* [WORK REQUIRED] Print the records below once again, exactly as they were given.

-----

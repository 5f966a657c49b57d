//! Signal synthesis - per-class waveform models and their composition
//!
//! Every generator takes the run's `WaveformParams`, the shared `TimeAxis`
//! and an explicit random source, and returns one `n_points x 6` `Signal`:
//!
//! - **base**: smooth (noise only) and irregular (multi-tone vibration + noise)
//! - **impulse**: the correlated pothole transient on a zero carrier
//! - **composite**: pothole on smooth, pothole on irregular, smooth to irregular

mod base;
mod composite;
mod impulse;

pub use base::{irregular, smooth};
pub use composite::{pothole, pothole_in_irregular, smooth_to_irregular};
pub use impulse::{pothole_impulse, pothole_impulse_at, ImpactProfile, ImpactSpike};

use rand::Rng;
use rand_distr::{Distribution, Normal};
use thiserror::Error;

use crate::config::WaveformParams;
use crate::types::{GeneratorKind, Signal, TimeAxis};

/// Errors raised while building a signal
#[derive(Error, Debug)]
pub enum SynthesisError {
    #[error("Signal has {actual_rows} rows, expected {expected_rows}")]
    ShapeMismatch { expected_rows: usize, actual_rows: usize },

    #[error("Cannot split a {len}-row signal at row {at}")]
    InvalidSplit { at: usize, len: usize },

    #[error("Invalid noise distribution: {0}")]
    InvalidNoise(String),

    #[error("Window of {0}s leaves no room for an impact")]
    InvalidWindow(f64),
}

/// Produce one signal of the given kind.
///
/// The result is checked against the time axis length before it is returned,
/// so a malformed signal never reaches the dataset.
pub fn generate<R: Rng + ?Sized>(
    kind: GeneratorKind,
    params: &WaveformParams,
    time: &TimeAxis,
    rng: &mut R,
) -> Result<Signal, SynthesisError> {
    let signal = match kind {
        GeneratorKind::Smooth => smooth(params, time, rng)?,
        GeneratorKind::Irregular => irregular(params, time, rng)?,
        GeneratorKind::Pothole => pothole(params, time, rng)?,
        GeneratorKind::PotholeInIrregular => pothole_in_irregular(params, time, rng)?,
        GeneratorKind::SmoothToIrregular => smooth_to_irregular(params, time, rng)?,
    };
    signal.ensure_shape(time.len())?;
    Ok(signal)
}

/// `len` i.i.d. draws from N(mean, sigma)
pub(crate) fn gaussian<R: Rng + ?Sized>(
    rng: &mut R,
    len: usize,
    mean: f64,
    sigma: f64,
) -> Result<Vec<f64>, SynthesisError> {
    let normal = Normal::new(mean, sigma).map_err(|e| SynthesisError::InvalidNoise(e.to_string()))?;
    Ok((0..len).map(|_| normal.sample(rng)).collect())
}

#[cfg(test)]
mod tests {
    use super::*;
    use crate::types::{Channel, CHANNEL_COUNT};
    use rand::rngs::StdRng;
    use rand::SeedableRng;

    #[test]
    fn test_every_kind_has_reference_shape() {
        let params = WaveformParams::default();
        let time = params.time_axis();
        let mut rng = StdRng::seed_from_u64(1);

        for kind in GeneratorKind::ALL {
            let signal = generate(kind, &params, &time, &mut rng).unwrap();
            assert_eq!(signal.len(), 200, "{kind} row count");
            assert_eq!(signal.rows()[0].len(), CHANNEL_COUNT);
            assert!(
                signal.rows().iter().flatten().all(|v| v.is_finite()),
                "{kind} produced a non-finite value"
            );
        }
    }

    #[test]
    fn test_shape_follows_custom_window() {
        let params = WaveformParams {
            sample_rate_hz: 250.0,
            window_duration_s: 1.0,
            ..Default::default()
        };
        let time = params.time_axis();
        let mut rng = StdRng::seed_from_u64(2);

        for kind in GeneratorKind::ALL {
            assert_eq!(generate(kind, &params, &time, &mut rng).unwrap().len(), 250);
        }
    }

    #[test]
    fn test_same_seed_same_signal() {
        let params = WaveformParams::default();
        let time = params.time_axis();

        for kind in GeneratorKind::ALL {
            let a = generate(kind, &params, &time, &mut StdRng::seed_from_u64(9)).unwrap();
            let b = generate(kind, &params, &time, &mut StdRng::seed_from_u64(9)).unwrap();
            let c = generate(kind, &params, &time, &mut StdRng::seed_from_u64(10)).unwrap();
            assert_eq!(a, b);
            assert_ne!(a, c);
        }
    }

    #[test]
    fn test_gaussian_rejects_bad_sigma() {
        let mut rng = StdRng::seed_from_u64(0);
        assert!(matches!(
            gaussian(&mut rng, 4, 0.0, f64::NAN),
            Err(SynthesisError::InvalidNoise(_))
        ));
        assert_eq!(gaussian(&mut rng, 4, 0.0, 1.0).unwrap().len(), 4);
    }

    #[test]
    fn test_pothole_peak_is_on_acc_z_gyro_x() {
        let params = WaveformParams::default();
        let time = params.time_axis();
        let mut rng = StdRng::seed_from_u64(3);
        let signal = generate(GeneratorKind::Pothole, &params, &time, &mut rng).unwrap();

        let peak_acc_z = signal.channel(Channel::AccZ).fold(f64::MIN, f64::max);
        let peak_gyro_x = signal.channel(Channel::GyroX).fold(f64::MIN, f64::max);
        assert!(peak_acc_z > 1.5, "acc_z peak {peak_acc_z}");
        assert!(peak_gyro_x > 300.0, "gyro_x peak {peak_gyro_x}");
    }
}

-----

* [ANSWER SECTION]
repository 5f966a657c49b57d
//! Signal synthesis - per-class waveform models and their composition
//!
//! Every generator takes the run's `WaveformParams`, the shared `TimeAxis`
//! and an explicit random source, and returns one `n_points x 6` `Signal`:
//!
//! - **base**: smooth (noise only) and irregular (multi-tone vibration + noise)
//! - **impulse**: the correlated pothole transient on a zero carrier
//! - **composite**: pothole on smooth, pothole on irregular, smooth to irregular

mod base;
mod composite;
mod impulse;

pub use base::{irregular, smooth};
pub use composite::{pothole, pothole_in_irregular, smooth_to_irregular};
pub use impulse::{pothole_impulse, pothole_impulse_at, ImpactProfile, ImpactSpike};

use rand::Rng;
use rand_distr::{Distribution, Normal};
use thiserror::Error;

use crate::config::WaveformParams;
use crate::types::{GeneratorKind, Signal, TimeAxis};

/// Errors raised while building a signal
#[derive(Error, Debug)]
pub enum SynthesisError {
    #[error("Signal has {actual_rows} rows, expected {expected_rows}")]
    ShapeMismatch { expected_rows: usize, actual_rows: usize },

    #[error("Cannot split a {len}-row signal at row {at}")]
    InvalidSplit { at: usize, len: usize },

    #[error("Invalid noise distribution: {0}")]
    InvalidNoise(String),

    #[error("Window of {0}s leaves no room for an impact")]
    InvalidWindow(f64),
}

/// Produce one signal of the given kind.
///
/// The result is checked against the time axis length before it is returned,
/// so a malformed signal never reaches the dataset.
pub fn generate<R: Rng + ?Sized>(
    kind: GeneratorKind,
    params: &WaveformParams,
    time: &TimeAxis,
    rng: &mut R,
) -> Result<Signal, SynthesisError> {
    let signal = match kind {
        GeneratorKind::Smooth => smooth(params, time, rng)?,
        GeneratorKind::Irregular => irregular(params, time, rng)?,
        GeneratorKind::Pothole => pothole(params, time, rng)?,
        GeneratorKind::PotholeInIrregular => pothole_in_irregular(params, time, rng)?,
        GeneratorKind::SmoothToIrregular => smooth_to_irregular(params, time, rng)?,
    };
    signal.ensure_shape(time.len())?;
    Ok(signal)
}

/// `len` i.i.d. draws from N(mean, sigma)
pub(crate) fn gaussian<R: Rng + ?Sized>(
    rng: &mut R,
    len: usize,
    mean: f64,
    sigma: f64,
) -> Result<Vec<f64>, SynthesisError> {
    let normal = Normal::new(mean, sigma).map_err(|e| SynthesisError::InvalidNoise(e.to_string()))?;
    Ok((0..len).map(|_| normal.sample(rng)).collect())
}

#[cfg(test)]
mod tests {
    use super::*;
    use crate::types::{Channel, CHANNEL_COUNT};
    use rand::rngs::StdRng;
    use rand::SeedableRng;

    #[test]
    fn test_every_kind_has_reference_shape() {
        let params = WaveformParams::default();
        let time = params.time_axis();
        let mut rng = StdRng::seed_from_u64(1);

        for kind in GeneratorKind::ALL {
            let signal = generate(kind, &params, &time, &mut rng).unwrap();
            assert_eq!(signal.len(), 200, "{kind} row count");
            assert_eq!(signal.rows()[0].len(), CHANNEL_COUNT);
            assert!(
                signal.rows().iter().flatten().all(|v| v.is_finite()),
                "{kind} produced a non-finite value"
            );
        }
    }

    #[test]
    fn test_shape_follows_custom_window() {
        let params = WaveformParams {
            sample_rate_hz: 250.0,
            window_duration_s: 1.0,
            ..Default::default()
        };
        let time = params.time_axis();
        let mut rng = StdRng::seed_from_u64(2);

        for kind in GeneratorKind::ALL {
            assert_eq!(generate(kind, &params, &time, &mut rng).unwrap().len(), 250);
        }
    }

    #[test]
    fn test_same_seed_same_signal() {
        let params = WaveformParams::default();
        let time = params.time_axis();

        for kind in GeneratorKind::ALL {
            let a = generate(kind, &params, &time, &mut StdRng::seed_from_u64(9)).unwrap();
            let b = generate(kind, &params, &time, &mut StdRng::seed_from_u64(9)).unwrap();
            let c = generate(kind, &params, &time, &mut StdRng::seed_from_u64(10)).unwrap();
            assert_eq!(a, b);
            assert_ne!(a, c);
        }
    }

    #[test]
    fn test_gaussian_rejects_bad_sigma() {
        let mut rng = StdRng::seed_from_u64(0);
        assert!(matches!(
            gaussian(&mut rng, 4, 0.0, f64::NAN),
            Err(SynthesisError::InvalidNoise(_))
        ));
        assert_eq!(gaussian(&mut rng, 4, 0.0, 1.0).unwrap().len(), 4);
    }

    #[test]
    fn test_pothole_peak_is_on_acc_z_gyro_x() {
        let params = WaveformParams::default();
        let time = params.time_axis();
        let mut rng = StdRng::seed_from_u64(3);
        let signal = generate(GeneratorKind::Pothole, &params, &time, &mut rng).unwrap();

        let peak_acc_z = signal.channel(Channel::AccZ).fold(f64::MIN, f64::max);
        let peak_gyro_x = signal.channel(Channel::GyroX).fold(f64::MIN, f64::max);
        assert!(peak_acc_z > 1.5, "acc_z peak {peak_acc_z}");
        assert!(peak_gyro_x > 300.0, "gyro_x peak {peak_gyro_x}");
    }
}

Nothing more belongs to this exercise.